Harbend nodded his head in agreement with the captain. "He is probably right. From what I have heard they are hunted more or less to extinction. A different matter on the other side of the mountains though." Harbend looked at Gring.
"Very different," she agreed. "Hunting dragonlings is forbidden there. Defending yourself is allowed of course, but no hunting."
"Why?" Arthur asked.
"I don't know," Gring admitted. "You die if you try, so people just accept it's forbidden."
"Who kills the hunters?"
"To begin with there has been no hunters of dragonlings for a very long time. Well, not on the eastern side of the pass anyway. To answer your question, we don't know. Legend has it a hunter just dies. Accident, sickness, killed by animals, anything. Never takes long though."
Arthur wasn't getting anywhere and he tried a different approach. "Why is it forbidden to hunt them?" he asked. "And why only on the other side of the mountains."
"I can answer the second question," Trindai offered. "We've been given the land where we live, but we're not allowed to bring our own rules across the mountains," he continued.
Arthur digested the information for a few moments. "So, and my first question?" he asked.
"I thought the answer would be obvious," Gring said, and Arthur could see how all around him gave him looks of utter surprise.
"I'm afraid I'm the foreigner here," he explained.
"Dragonlings are the young of dragons. I thought everyone knew that."

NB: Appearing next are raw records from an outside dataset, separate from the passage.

//! Fiscal policy in a neoclassical growth model
//!
//! This crate reproduces the government-purchases experiment of Baxter & King
//! (1993), "Fiscal Policy in General Equilibrium": a permanent rise in
//! government purchases equal to 1% of initial output, announced and
//! implemented in period 1, with perfect foresight thereafter.
//!
//! Pipeline:
//! - calibrate the model to annual targets in closed form
//! - solve the initial steady state and the post-shock terminal steady state
//! - solve the 200-period nonlinear transition between them
//! - report commodity, labour and financial market responses
//!
//! Expected outcomes:
//! - long-run output multiplier a little above 1, with hours up and
//!   consumption down
//! - the real wage and real interest rate return to their initial values

use std::fmt;
use std::ops::{Index, IndexMut};

use foresight::SolveError;
use thiserror::Error;

pub mod analysis;
pub mod calibration;
pub mod config;
pub mod model;
pub mod output;
pub mod params;
pub mod scenarios;

pub use calibration::{calibrate, Calibration};
pub use model::BaxterKing;
pub use params::{CalibrationTargets, Financing, ModelParams};
pub use scenarios::{run_scenario, ScenarioConfig, ScenarioResult, ShockProfile};

/// Number of endogenous variables
pub const N_VARS: usize = 17;

/// Endogenous variables, in state-vector order
#[derive(Debug, Clone, Copy, PartialEq, Eq, Hash)]
pub enum Var {
    Y,
    C,
    I,
    K,
    N,
    L,
    W,
    Mpl,
    Rk,
    RkAt,
    R,
    Lambda,
    D2u,
    Gb,
    Tau,
    Tr,
    CheckWalras,
}

/// Economic role of a variable
#[derive(Debug, Clone, Copy, PartialEq, Eq)]
pub enum Role {
    Flow,
    Stock,
    Price,
    Policy,
    Diagnostic,
}

impl fmt::Display for Role {
    fn fmt(&self, f: &mut fmt::Formatter<'_>) -> fmt::Result {
        match self {
            Role::Flow => write!(f, "flow"),
            Role::Stock => write!(f, "stock"),
            Role::Price => write!(f, "price"),
            Role::Policy => write!(f, "policy instrument"),
            Role::Diagnostic => write!(f, "diagnostic"),
        }
    }
}

/// Short names, in state-vector order
pub const VARIABLE_NAMES: [&str; N_VARS] = [
    "y",
    "c",
    "i",
    "k",
    "n",
    "l",
    "w",
    "mpl",
    "rk",
    "rk_at",
    "r",
    "lambda",
    "d2u",
    "gb",
    "tau",
    "tr",
    "check_walras",
];

impl Var {
    pub const ALL: [Var; N_VARS] = [
        Var::Y,
        Var::C,
        Var::I,
        Var::K,
        Var::N,
        Var::L,
        Var::W,
        Var::Mpl,
        Var::Rk,
        Var::RkAt,
        Var::R,
        Var::Lambda,
        Var::D2u,
        Var::Gb,
        Var::Tau,
        Var::Tr,
        Var::CheckWalras,
    ];

    pub fn index(self) -> usize {
        self as usize
    }

    pub fn name(self) -> &'static str {
        VARIABLE_NAMES[self.index()]
    }

    pub fn long_name(self) -> &'static str {
        match self {
            Var::Y => "output",
            Var::C => "consumption",
            Var::I => "investment",
            Var::K => "capital",
            Var::N => "hours worked",
            Var::L => "leisure",
            Var::W => "real wage",
            Var::Mpl => "marginal product of labour",
            Var::Rk => "rental rate of capital",
            Var::RkAt => "after-tax rental rate",
            Var::R => "real interest rate",
            Var::Lambda => "marginal utility of consumption",
            Var::D2u => "marginal utility of leisure",
            Var::Gb => "government purchases",
            Var::Tau => "income tax rate",
            Var::Tr => "lump-sum transfers",
            Var::CheckWalras => "resource constraint check",
        }
    }

    pub fn role(self) -> Role {
        match self {
            Var::Y | Var::C | Var::I | Var::N | Var::L => Role::Flow,
            Var::K => Role::Stock,
            Var::W | Var::Mpl | Var::Rk | Var::RkAt | Var::R | Var::Lambda | Var::D2u => {
                Role::Price
            }
            Var::Gb | Var::Tau | Var::Tr => Role::Policy,
            Var::CheckWalras => Role::Diagnostic,
        }
    }

    pub fn from_name(name: &str) -> Option<Var> {
        Var::ALL.iter().copied().find(|v| v.name() == name)
    }
}

/// One value per endogenous variable
#[derive(Debug, Clone, Copy, PartialEq)]
pub struct StateVector([f64; N_VARS]);

impl StateVector {
    pub fn zeros() -> Self {
        StateVector([0.0; N_VARS])
    }

    pub fn from_slice(values: &[f64]) -> Option<Self> {
        values.try_into().ok().map(StateVector)
    }

    pub fn as_slice(&self) -> &[f64] {
        &self.0
    }

    pub fn to_vec(&self) -> Vec<f64> {
        self.0.to_vec()
    }
}

impl Index<Var> for StateVector {
    type Output = f64;

    fn index(&self, var: Var) -> &f64 {
        &self.0[var.index()]
    }
}

impl IndexMut<Var> for StateVector {
    fn index_mut(&mut self, var: Var) -> &mut f64 {
        &mut self.0[var.index()]
    }
}

/// Errors surfaced by calibration, scenarios and experiment configs
#[derive(Error, Debug)]
pub enum ModelError {
    #[error(transparent)]
    Solve(#[from] SolveError),
    #[error("infeasible calibration: {0}")]
    InfeasibleCalibration(String),
    #[error("unknown variable '{0}'")]
    UnknownVariable(String),
    #[error("failed to read config {path}: {source}")]
    ConfigRead {
        path: String,
        source: std::io::Error,
    },
    #[error("invalid config: {0}")]
    ConfigParse(#[from] toml::de::Error),
    #[error("invalid config: {0}")]
    InvalidConfig(String),
}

Excitement stirred in Arthur. "Dragons? You have dragons here?"
"There hasn't been a sighting of a dragon in hundreds of years, but of course we do. Don't you?"
"No, we don't. No dragons where I come from."
"You are the strangest of people," Gring said. "You say you don't have dragons where you come from, and yet you seem familiar with the concept. No wonder we call you halfmen and oath breakers when you so obviously lie to yourself," she concluded.
Arthur could only listen in amazement as Gring was joined by a choir of murmured agreement.